Qu’il est jubilatoire, en effet, ‘d’entendre’ Monsieur Jourdain s’étonner de ce qu’il parle en prose sans le savoir… en alexandrins impeccables. La prouesse ne réside pas seulement dans une acrobatique transcription. Il y a, sans jamais trahir le texte ‘source’, des libertés, çà et là, qui donnent du rythme à une entreprise de versification massive. De plaisants anachronismes : «  Quoi ? quand je dis : « Nicole, apportez mes pantoufles / Et mon bonnet de ski, mes après-ski, mes moufles ! » / C’est toujours de la prose ? ». Des archaïsmes , comme « tintouin » attesté depuis 1628 et des emprunts à des topoï classiques « J’y vais, j’y cours, j’y vole ». Des changements de registre : « (…) Noce bien imprudente / Que celle qui prétend à plus haut que son cul. » (mais on imagine parfaitement la pragmatique Madame Jourdain parler ainsi).

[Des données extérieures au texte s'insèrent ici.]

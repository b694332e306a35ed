//! Subscription dispatch error types.

use medrepo_storage::StorageError;

/// Result type for dispatcher operations.
pub type DispatchResult<T> = Result<T, DispatchError>;

/// Errors that can occur while attaching, refreshing or delivering.
#[derive(Debug, thiserror::Error)]
pub enum DispatchError {
    /// The binding token passed its expiry; the client must reattach.
    #[error("Token expired")]
    TokenExpired,

    /// The binding token is unknown.
    #[error("Invalid token")]
    InvalidToken,

    /// The session's channel could not be written to.
    #[error("Channel unreachable: {message}")]
    ChannelUnreachable { message: String },

    #[error("Session not found: {0}")]
    SessionNotFound(String),

    /// The subscription is unknown, belongs to another tenant, or is not active.
    #[error("Subscription not active: {0}")]
    SubscriptionNotActive(String),

    #[error("Invalid subscription {id}: {message}")]
    InvalidSubscription { id: String, message: String },

    /// The session's delivery queue is at capacity.
    #[error("Delivery queue full for session {0}")]
    QueueFull(String),

    #[error("Storage error: {0}")]
    Storage(#[from] StorageError),
}

impl DispatchError {
    #[must_use]
    pub fn channel_unreachable(message: impl Into<String>) -> Self {
        Self::ChannelUnreachable {
            message: message.into(),
        }
    }

    #[must_use]
    pub fn invalid_subscription(id: impl Into<String>, message: impl Into<String>) -> Self {
        Self::InvalidSubscription {
            id: id.into(),
            message: message.into(),
        }
    }

    pub fn is_token_expired(&self) -> bool {
        matches!(self, Self::TokenExpired)
    }

    pub fn is_channel_unreachable(&self) -> bool {
        matches!(self, Self::ChannelUnreachable { .. })
    }
}

#[cfg(test)]
mod tests {
    use super::*;

    #[test]
    fn test_error_display() {
        assert_eq!(DispatchError::TokenExpired.to_string(), "Token expired");
        assert_eq!(
            DispatchError::channel_unreachable("socket closed").to_string(),
            "Channel unreachable: socket closed"
        );
        assert_eq!(
            DispatchError::invalid_subscription("s1", "bad criteria").to_string(),
            "Invalid subscription s1: bad criteria"
        );
    }

    #[test]
    fn test_storage_conversion() {
        let err: DispatchError = StorageError::not_found("Subscription", "s1").into();
        assert!(matches!(err, DispatchError::Storage(_)));
        assert!(!err.is_token_expired());
    }
}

L’œuvre de Molière est une alternance de pièces en vers et de pièces en prose. Le dramaturge de génie a été sévèrement critiqué par toute une génération au XVIIème siècle. En 1697, Bayle jugeait durement  : « Molière avait une facilité incroyable à faire des vers, mais il se donnait trop de liberté d’inventer de nouveaux termes et de nouvelles expressions. » En 1689, La Bruyère écrivait : « Il n’a manqué à Molière que d’éviter le jargon et d’écrire purement. » Où se situe le sacrilège ? Prétendre que Molière était un piètre écrivain ou mettre en alexandrins l’une de ses comédies en prose ? Jacques Jouet, à travers son projet, se moque des critiques pisse-froid et s’amuse avec la langue de Molière comme un enfant qui imiterait son professeur pour faire rire la classe et susciter l’admiration.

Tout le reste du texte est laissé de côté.